Work to be completed: Read through the records below and copy each line that uses the word "SegmentKind".

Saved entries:
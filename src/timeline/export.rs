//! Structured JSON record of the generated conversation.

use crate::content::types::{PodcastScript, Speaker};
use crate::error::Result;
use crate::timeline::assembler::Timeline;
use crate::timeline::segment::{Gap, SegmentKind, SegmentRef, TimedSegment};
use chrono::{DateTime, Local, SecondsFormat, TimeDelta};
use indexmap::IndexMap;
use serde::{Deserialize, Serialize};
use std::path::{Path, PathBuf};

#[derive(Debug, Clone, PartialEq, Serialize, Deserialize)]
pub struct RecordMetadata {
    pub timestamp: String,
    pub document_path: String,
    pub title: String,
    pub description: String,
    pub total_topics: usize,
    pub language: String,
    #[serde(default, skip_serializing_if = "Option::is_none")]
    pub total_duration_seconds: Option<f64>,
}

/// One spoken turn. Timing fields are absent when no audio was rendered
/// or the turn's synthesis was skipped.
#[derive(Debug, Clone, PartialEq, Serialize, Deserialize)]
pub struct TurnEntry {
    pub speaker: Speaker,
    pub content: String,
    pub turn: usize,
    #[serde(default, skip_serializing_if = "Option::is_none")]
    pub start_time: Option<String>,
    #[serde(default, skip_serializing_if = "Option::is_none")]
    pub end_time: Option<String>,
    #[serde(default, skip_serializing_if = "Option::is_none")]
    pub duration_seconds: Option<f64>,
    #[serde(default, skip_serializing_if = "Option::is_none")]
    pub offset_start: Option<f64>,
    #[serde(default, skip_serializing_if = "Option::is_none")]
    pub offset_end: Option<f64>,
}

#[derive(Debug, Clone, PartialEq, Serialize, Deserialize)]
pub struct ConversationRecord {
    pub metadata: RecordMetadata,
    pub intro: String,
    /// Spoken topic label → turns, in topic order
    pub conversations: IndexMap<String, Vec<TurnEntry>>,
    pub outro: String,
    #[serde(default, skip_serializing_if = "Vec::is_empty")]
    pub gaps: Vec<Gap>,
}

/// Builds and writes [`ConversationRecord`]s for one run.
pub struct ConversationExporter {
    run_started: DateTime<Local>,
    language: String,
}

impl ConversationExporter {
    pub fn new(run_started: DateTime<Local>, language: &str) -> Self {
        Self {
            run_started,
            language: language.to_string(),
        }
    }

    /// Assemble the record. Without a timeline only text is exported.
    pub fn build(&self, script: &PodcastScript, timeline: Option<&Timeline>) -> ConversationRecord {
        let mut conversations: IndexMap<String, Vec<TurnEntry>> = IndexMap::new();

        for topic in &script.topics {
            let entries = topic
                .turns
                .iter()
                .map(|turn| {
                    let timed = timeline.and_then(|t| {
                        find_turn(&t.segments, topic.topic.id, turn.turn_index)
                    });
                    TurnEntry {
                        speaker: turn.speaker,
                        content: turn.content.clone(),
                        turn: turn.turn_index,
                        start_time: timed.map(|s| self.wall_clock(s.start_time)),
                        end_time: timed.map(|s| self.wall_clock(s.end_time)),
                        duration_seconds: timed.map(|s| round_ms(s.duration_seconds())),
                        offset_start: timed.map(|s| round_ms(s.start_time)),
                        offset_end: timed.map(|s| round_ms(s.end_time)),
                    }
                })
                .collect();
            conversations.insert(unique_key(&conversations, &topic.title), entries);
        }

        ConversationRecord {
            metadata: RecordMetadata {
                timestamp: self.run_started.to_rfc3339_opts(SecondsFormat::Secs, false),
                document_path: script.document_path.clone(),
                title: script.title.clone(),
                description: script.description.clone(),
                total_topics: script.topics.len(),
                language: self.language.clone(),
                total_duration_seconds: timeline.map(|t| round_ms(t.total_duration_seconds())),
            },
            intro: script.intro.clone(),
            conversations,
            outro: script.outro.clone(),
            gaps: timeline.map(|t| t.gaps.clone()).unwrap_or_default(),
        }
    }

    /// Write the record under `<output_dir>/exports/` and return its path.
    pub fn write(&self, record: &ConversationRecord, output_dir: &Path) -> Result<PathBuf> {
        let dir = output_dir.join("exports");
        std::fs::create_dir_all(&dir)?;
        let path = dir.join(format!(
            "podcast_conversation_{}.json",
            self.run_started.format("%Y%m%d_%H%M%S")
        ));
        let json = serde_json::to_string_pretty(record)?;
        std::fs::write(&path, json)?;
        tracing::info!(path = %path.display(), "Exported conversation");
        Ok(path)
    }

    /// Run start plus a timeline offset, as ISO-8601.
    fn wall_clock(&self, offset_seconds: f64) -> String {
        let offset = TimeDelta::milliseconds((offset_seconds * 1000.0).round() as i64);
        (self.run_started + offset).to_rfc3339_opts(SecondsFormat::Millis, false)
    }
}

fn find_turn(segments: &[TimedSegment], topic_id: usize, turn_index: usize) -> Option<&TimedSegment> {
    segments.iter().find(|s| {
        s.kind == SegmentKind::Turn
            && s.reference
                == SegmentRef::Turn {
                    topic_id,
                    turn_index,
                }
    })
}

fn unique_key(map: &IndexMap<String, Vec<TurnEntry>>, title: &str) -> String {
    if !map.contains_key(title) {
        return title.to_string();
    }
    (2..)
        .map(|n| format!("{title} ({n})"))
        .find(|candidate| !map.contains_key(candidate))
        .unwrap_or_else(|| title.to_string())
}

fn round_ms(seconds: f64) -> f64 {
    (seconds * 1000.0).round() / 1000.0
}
==
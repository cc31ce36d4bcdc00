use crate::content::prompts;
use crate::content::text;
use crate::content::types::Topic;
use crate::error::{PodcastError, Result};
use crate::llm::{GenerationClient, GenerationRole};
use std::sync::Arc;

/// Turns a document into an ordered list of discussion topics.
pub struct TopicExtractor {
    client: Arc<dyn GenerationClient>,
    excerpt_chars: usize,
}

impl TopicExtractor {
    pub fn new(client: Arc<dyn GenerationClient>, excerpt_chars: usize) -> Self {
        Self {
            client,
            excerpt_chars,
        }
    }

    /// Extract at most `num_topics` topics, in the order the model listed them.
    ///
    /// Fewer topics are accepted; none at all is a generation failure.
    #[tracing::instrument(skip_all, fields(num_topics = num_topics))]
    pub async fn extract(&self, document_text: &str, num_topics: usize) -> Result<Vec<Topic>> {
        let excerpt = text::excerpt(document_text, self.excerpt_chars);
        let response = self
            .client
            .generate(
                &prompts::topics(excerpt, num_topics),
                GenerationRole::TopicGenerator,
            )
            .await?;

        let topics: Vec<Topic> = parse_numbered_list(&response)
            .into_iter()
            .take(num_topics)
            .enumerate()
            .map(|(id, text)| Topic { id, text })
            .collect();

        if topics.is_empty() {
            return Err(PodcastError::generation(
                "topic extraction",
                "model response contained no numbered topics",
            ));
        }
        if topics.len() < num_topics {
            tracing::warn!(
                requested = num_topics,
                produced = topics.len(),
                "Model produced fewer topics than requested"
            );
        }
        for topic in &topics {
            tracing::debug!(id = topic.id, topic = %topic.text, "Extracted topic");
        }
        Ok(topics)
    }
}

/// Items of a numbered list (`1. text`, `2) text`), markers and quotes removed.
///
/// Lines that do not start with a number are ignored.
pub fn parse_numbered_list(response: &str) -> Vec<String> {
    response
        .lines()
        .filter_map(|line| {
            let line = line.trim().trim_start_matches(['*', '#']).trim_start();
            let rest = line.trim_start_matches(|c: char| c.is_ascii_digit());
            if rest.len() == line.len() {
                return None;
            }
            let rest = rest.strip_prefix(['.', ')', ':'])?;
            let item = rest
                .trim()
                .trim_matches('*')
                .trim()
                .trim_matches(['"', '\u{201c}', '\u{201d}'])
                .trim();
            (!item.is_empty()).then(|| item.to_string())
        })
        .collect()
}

Solution to this problem:
use crate::timeline::segment::{Gap, SegmentKind, SegmentRef, TimedSegment};
        s.kind == SegmentKind::Turn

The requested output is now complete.